Une Suissesse sur trois meurt d’une maladie cardiovasculaire
En Suisse comme dans le reste du monde, une femme sur trois meurt d’une maladie cardiovasculaire. En 2009 (d’après les dernières statistiques disponibles de la Fondation suisse de cardiologie), près de 12 400 Suissesses sont décédées des suites de ces troubles (contre 9800 hommes).
Ces maladies sont en constante progression dans la population féminine alors qu’elles baissent dans la population masculine. En France, par exemple, entre 2002 et 2008, le nombre d’hospitalisations de femmes pour un infarctus du myocarde a augmenté de 14,6% chez les 35 à 44 ans et de 17,9% de 45 à 54 ans. Dans le même temps, on enregistrait une diminution chez les hommes: de 5,3% chez les 35 à 44 ans et de 8,2% chez les 45 à 54 ans. «Les chiffres suisses pour la même période confirment cette tendance», constate Danielle Zaugg Longchamp, cheffe de clinique en cardiologie au CHUV.
Les infarctus sont plus mortels chez les femmes: elles ont 50% de risque de succomber à leur première attaque cardiaque (contre 30% pour les hommes).

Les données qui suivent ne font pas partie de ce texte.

//! Top-level simulation entry points.

use rlcsim_core::{Circuit, Error, IntegrationFailureKind, Result, TimeVector};

use crate::formulation::Formulation;
use crate::options::SimulationOptions;
use crate::result::SimulationResult;

/// Ramp windows longer than this fraction of the fastest timescale are
/// reported as distorting the response.
const RAMP_WARN_RATIO: f64 = 0.1;

/// Run one transient simulation.
///
/// The source switches on at the first sample of `times` with every state
/// variable at zero. The result holds every quantity of the circuit's
/// topology sampled at `times`, or an error; a result never contains a
/// non-finite sample.
pub fn simulate(
    circuit: &Circuit,
    times: &TimeVector,
    options: &SimulationOptions,
) -> Result<SimulationResult> {
    options.validate()?;
    let formulation = Formulation::select(circuit, &options.ramp)?;
    log::debug!(
        "Selected {} formulation ({} samples over [{:e}, {:e}] s)",
        formulation.name(),
        times.len(),
        times.start(),
        times.end()
    );

    if let Formulation::ParallelRlc(_) = formulation {
        if let Some(fastest) = formulation.fastest_timescale() {
            if options.ramp.window > RAMP_WARN_RATIO * fastest {
                log::warn!(
                    "Ramp window {:e} s is not small against the fastest timescale {:e} s; \
                     the parallel RLC response will deviate from the ideal step response",
                    options.ramp.window,
                    fastest
                );
            }
        }
    }

    let result = formulation.solve(times, &options.integrator)?;

    if let Some(stats) = &result.stats {
        log::debug!(
            "Integration complete: {} accepted, {} rejected, {} evaluations, h in [{:e}, {:e}]",
            stats.accepted_steps,
            stats.rejected_steps,
            stats.evaluations,
            stats.min_step_used,
            stats.max_step_used
        );
    }

    if let Some(time) = first_non_finite(&result) {
        return Err(Error::IntegrationFailure {
            time,
            reason: IntegrationFailureKind::NonFiniteState,
        });
    }
    Ok(result)
}

/// Run independent simulations of several circuits over the same time vector.
///
/// Results come back in input order. With the `parallel` feature the runs are
/// spread over the rayon thread pool.
pub fn simulate_batch(
    circuits: &[Circuit],
    times: &TimeVector,
    options: &SimulationOptions,
) -> Vec<Result<SimulationResult>> {
    #[cfg(feature = "parallel")]
    {
        use rayon::prelude::*;
        circuits
            .par_iter()
            .map(|circuit| simulate(circuit, times, options))
            .collect()
    }

    #[cfg(not(feature = "parallel"))]
    {
        circuits
            .iter()
            .map(|circuit| simulate(circuit, times, options))
            .collect()
    }
}

/// Time of the earliest non-finite sample in any quantity.
fn first_non_finite(result: &SimulationResult) -> Option<f64> {
    if result.is_finite() {
        return None;
    }
    result
        .quantities
        .values()
        .filter_map(|values| values.iter().position(|v| !v.is_finite()))
        .min()
        .map(|i| result.time[i])
}
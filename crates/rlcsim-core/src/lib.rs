//! Circuit representation for the rlcsim transient engine.
//!
//! This crate provides the validated inputs of a simulation run:
//! - Passive components: R, L, C (strictly positive values)
//! - The DC source and its ramped switch-on approximation
//! - Component sets, topology tags and the circuit record
//! - Time vectors
//!
//! Numerical integration lives in `rlcsim-solver`.

pub mod circuit;
pub mod component;
pub mod error;
pub mod source;
pub mod time;
pub mod units;

pub use circuit::{Circuit, ComponentSet, Topology};
pub use component::{Capacitor, ComponentKind, Inductor, Resistor};
pub use error::{Error, IntegrationFailureKind, Result};
pub use source::{DcSource, RampedSource};
pub use time::TimeVector;
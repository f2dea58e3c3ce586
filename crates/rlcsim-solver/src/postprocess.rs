//! Derived quantities computed from sampled trajectories.
//!
//! Nothing here re-runs integration. Derivatives are finite-difference
//! estimates over the output samples, so they approximate rather than
//! reproduce the analytic derivative of the response.

/// Numerical derivative of `values` with respect to `times`.
///
/// Interior points use the second-order centered difference for non-uniform
/// spacing:
///
/// ```text
/// f'(t_i) ≈ (hd² f[i+1] - hs² f[i-1] + (hs² - hd²) f[i]) / (hd hs (hd + hs))
/// ```
///
/// with `hd = t_i - t_{i-1}` and `hs = t_{i+1} - t_i`, which reduces to
/// `(f[i+1] - f[i-1]) / 2h` on a uniform grid. The two boundary points use
/// first-order one-sided differences.
///
/// `values` and `times` must have the same length; fewer than two samples
/// yields all zeros.
pub fn gradient(values: &[f64], times: &[f64]) -> Vec<f64> {
    debug_assert_eq!(values.len(), times.len());
    let n = values.len().min(times.len());
    let mut out = vec![0.0; n];
    if n < 2 {
        return out;
    }

    out[0] = (values[1] - values[0]) / (times[1] - times[0]);
    out[n - 1] = (values[n - 1] - values[n - 2]) / (times[n - 1] - times[n - 2]);

    for i in 1..n - 1 {
        let hd = times[i] - times[i - 1];
        let hs = times[i + 1] - times[i];
        out[i] = (hd * hd * values[i + 1] - hs * hs * values[i - 1]
            + (hs * hs - hd * hd) * values[i])
            / (hd * hs * (hd + hs));
    }
    out
}

/// Multiply every sample by `factor`.
pub fn scale(values: &[f64], factor: f64) -> Vec<f64> {
    values.iter().map(|v| v * factor).collect()
}

/// Element-wise `a - b`.
pub fn difference(a: &[f64], b: &[f64]) -> Vec<f64> {
    a.iter().zip(b).map(|(x, y)| x - y).collect()
}

/// Element-wise sum of several equally long sequences.
pub fn sum(parts: &[&[f64]]) -> Vec<f64> {
    let n = parts.first().map_or(0, |p| p.len());
    (0..n).map(|i| parts.iter().map(|p| p[i]).sum()).collect()
}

Parmi celles qui ont survécu, 38% meurent au cours de l’année suivante (25% chez les hommes). De même, 11% des femmes qui ont un accident vasculaire cérébral (AVC) décèdent (8,4% des hommes).
Chez les femmes de moins de 60 ans, plus de 60% des infarctus sont attribuables au tabac. Par ailleurs, l’association tabac et pilule multiplie par cinq le risque d’affection cardiovasculaire.
La situation est toutefois en train d’évoluer dans la bonne direction. Depuis dix ans, en partie grâce aux campagnes d’information, les femmes commencent à prendre conscience que les maladies cardiovasculaires les concernent et les généralistes envoient plus rapidement leurs patientes chez le cardiologue. «Mais il faut continuer la lutte», affirme Danielle Zaugg Longchamp, qui s’emploie à sensibiliser les médecins de premier recours. Il faut en finir avec les idées reçues et reconnaître que la crise cardiaque et l’AVC sont aussi –et de plus en plus– une affaire de femmes.